Rapid in silico design of antibodies targeting SARS-CoV-2 using machine learning and supercomputing

Summary

Rapidly responding to novel pathogens, such as SARS-CoV-2, represents an extremely challenging and complex endeavor. Numerous promising therapeutic and vaccine research efforts to mitigate the catastrophic effects of COVID-19 pandemic are underway, yet an efficacious countermeasure is still not available. To support these global research efforts, we have used a novel computational pipeline combining machine learning, bioinformatics, and supercomputing to predict antibody structures capable of targeting the SARS-CoV-2 receptor binding domain (RBD). In 22 days, using just the SARS-CoV-2 sequence and previously published neutralizing antibody structures for SARS-CoV-1, we generated 20 initial antibody sequences predicted to target the SARS-CoV-2 RBD. As a first step in this process, we predicted (and publicly released) structures of the SARS-CoV-2 spike protein using homology-based structural modeling. The predicted structures proved to be accurate within the targeted RBD region when compared to experimentally derived structures published weeks later.
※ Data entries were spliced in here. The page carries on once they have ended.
//! Collaborator contracts
//!
//! The orchestration core never touches page structure. Everything it needs
//! from the external application goes through these traits, so the driver can
//! be swapped (or scripted in tests) without changing the scheduler.

use async_trait::async_trait;

use crate::domain::job::{ArtifactRef, SessionId};
use crate::error::{AuthError, DriverError};

/// Session lifecycle and side-effecting interactions with the application
#[async_trait]
pub trait UiDriver: Send + Sync {
    /// Opens a fresh, isolated session
    async fn open_session(&self) -> Result<SessionId, DriverError>;

    /// Tears a session down
    async fn close_session(&self, session: &SessionId) -> Result<(), DriverError>;

    /// Points a session at the application's entry point
    async fn navigate_home(&self, session: &SessionId) -> Result<(), DriverError>;

    /// Opens the generation surface and sends the prompt
    async fn submit_prompt(&self, session: &SessionId, prompt: &str) -> Result<(), DriverError>;

    /// Clicks the continue/acknowledge control shown mid-generation
    async fn acknowledge_action_prompt(&self, session: &SessionId) -> Result<(), DriverError>;

    /// Fetches the artifact bytes behind a locator found by [`UiProbe::find_artifact`]
    async fn download_artifact(
        &self,
        session: &SessionId,
        artifact: &ArtifactRef,
    ) -> Result<Vec<u8>, DriverError>;
}

/// Read-only page checks evaluated on every poll tick
#[async_trait]
pub trait UiProbe: Send + Sync {
    /// Returns the completed artifact scoped to this session, if any
    async fn find_artifact(&self, session: &SessionId) -> Result<Option<ArtifactRef>, DriverError>;

    /// Whether the provider rejected the content permanently
    async fn detect_fatal_marker(&self, session: &SessionId) -> Result<bool, DriverError>;

    /// Whether a continue/acknowledge control is blocking progress
    async fn detect_action_prompt(&self, session: &SessionId) -> Result<bool, DriverError>;
}

/// Establishes the shared identity once per run
#[async_trait]
pub trait Authenticator: Send + Sync {
    async fn ensure_authenticated(&self, primary: &SessionId) -> Result<(), AuthError>;
}
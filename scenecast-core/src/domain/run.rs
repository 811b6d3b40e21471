//! Run status domain types
//!
//! The run status record is the only durable description of a run besides the
//! saved artifacts themselves.

use chrono::{DateTime, Utc};
use serde::{Deserialize, Serialize};

use crate::domain::job::JobState;

/// Final status of a whole run
#[derive(Debug, Clone, Copy, PartialEq, Eq, Serialize, Deserialize)]
#[serde(rename_all = "snake_case")]
pub enum RunStatus {
    Completed,
    Failed,
}

/// Outcome counts aggregated over every batch of a run
#[derive(Debug, Clone, Copy, Default, PartialEq, Eq, Serialize, Deserialize)]
pub struct RunSummary {
    pub total: usize,
    pub completed: usize,
    pub failed_fatal: usize,
    pub exhausted: usize,
    /// Jobs still in flight when their batch deadline expired
    pub unresolved: usize,
}

impl RunSummary {
    /// Counts one job by its final state
    pub fn record(&mut self, state: JobState) {
        self.total += 1;
        match state {
            JobState::Completed => self.completed += 1,
            JobState::FailedFatal => self.failed_fatal += 1,
            JobState::FailedExhausted => self.exhausted += 1,
            JobState::Pending | JobState::Submitted | JobState::InFlight => {
                self.unresolved += 1
            }
        }
    }

    /// Folds a batch summary into the run total
    pub fn absorb(&mut self, other: RunSummary) {
        self.total += other.total;
        self.completed += other.completed;
        self.failed_fatal += other.failed_fatal;
        self.exhausted += other.exhausted;
        self.unresolved += other.unresolved;
    }
}

/// Status record written to the job-metadata sink
///
/// Only the fields set for a given transition are serialized; the reporter
/// merges them over whatever the sink already holds.
#[derive(Debug, Clone, PartialEq, Serialize, Deserialize)]
pub struct RunStatusRecord {
    pub status: RunStatus,
    pub finished_at: DateTime<Utc>,
    #[serde(default, skip_serializing_if = "Option::is_none")]
    pub total_scenes: Option<usize>,
    #[serde(default, skip_serializing_if = "Option::is_none")]
    pub summary: Option<RunSummary>,
    #[serde(default, skip_serializing_if = "Option::is_none")]
    pub error: Option<String>,
    #[serde(default, skip_serializing_if = "Option::is_none")]
    pub reason: Option<String>,
}

impl RunStatusRecord {
    pub fn completed(summary: RunSummary) -> Self {
        Self {
            status: RunStatus::Completed,
            finished_at: Utc::now(),
            total_scenes: Some(summary.total),
            summary: Some(summary),
            error: None,
            reason: None,
        }
    }

    /// Failure caused by an error raised during the run
    pub fn failed_with_error(error: impl Into<String>) -> Self {
        Self {
            status: RunStatus::Failed,
            finished_at: Utc::now(),
            total_scenes: None,
            summary: None,
            error: Some(error.into()),
            reason: None,
        }
    }

    /// Failure identified by a reason code (e.g. `no_prompts`)
    pub fn failed_with_reason(reason: impl Into<String>) -> Self {
        Self {
            status: RunStatus::Failed,
            finished_at: Utc::now(),
            total_scenes: None,
            summary: None,
            error: None,
            reason: Some(reason.into()),
        }
    }
}

#[cfg(test)]
mod tests {
    use super::*;

    #[test]
    fn test_summary_record() {
        let mut summary = RunSummary::default();
        summary.record(JobState::Completed);
        summary.record(JobState::FailedExhausted);
        summary.record(JobState::InFlight);
        summary.record(JobState::FailedFatal);

        assert_eq!(summary.total, 4);
        assert_eq!(summary.completed, 1);
        assert_eq!(summary.exhausted, 1);
        assert_eq!(summary.failed_fatal, 1);
        assert_eq!(summary.unresolved, 1);
    }

    #[test]
    fn test_summary_absorb() {
        let mut run = RunSummary::default();
        let mut batch = RunSummary::default();
        batch.record(JobState::Completed);
        batch.record(JobState::Completed);
        run.absorb(batch);
        run.absorb(batch);

        assert_eq!(run.total, 4);
        assert_eq!(run.completed, 4);
    }

    #[test]
    fn test_failed_record_serialization() {
        let record = RunStatusRecord::failed_with_reason("no_prompts");
        let value = serde_json::to_value(&record).unwrap();

        assert_eq!(value["status"], "failed");
        assert_eq!(value["reason"], "no_prompts");
        assert!(value["finished_at"].is_string());
        assert!(value.get("error").is_none());
        assert!(value.get("total_scenes").is_none());
    }

    #[test]
    fn test_completed_record_serialization() {
        let mut summary = RunSummary::default();
        summary.record(JobState::Completed);
        summary.record(JobState::FailedExhausted);

        let value = serde_json::to_value(RunStatusRecord::completed(summary)).unwrap();
        assert_eq!(value["status"], "completed");
        assert_eq!(value["total_scenes"], 2);
        assert_eq!(value["summary"]["exhausted"], 1);
    }
}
Next we used our in silico design platform to iteratively propose mutations to SARS-CoV-1 neutralizing antibodies (known not to bind SARS-Cov-2) to enable and optimize binding within the RBD of SARS-CoV-2. Starting from a calculated baseline free energy of −48.1 kcal/mol (± 8.3), our 20 selected first round antibody structures are predicted to have improved interaction with the SARS-CoV-2 RBD with free energies as low as −82.0 kcal/mole. The baseline SARS-CoV-1 antibody in complex with the SARS-CoV-1 RBD has a calculated interaction energy of −52.2 kcal/mole and neutralizes the virus by preventing it from binding and entering the human ACE2 receptor. These results suggest that our predicted antibody mutants may bind the SARS-CoV-2 RBD and potentially neutralize the virus. Additionally, our selected antibody mutants score well according to multiple antibody developability metrics. These antibody designs are being expressed and experimentally tested for binding to COVID-19 viral proteins, which will provide invaluable feedback to further improve the machine learning–driven designs. This technical report is a high-level description of that effort; the Supplementary Materials includes the homology-based structural models we developed and 178,856 in silico free energy calculations for 89,263 mutant antibodies derived from known SARS-CoV-1 neutralizing antibodies.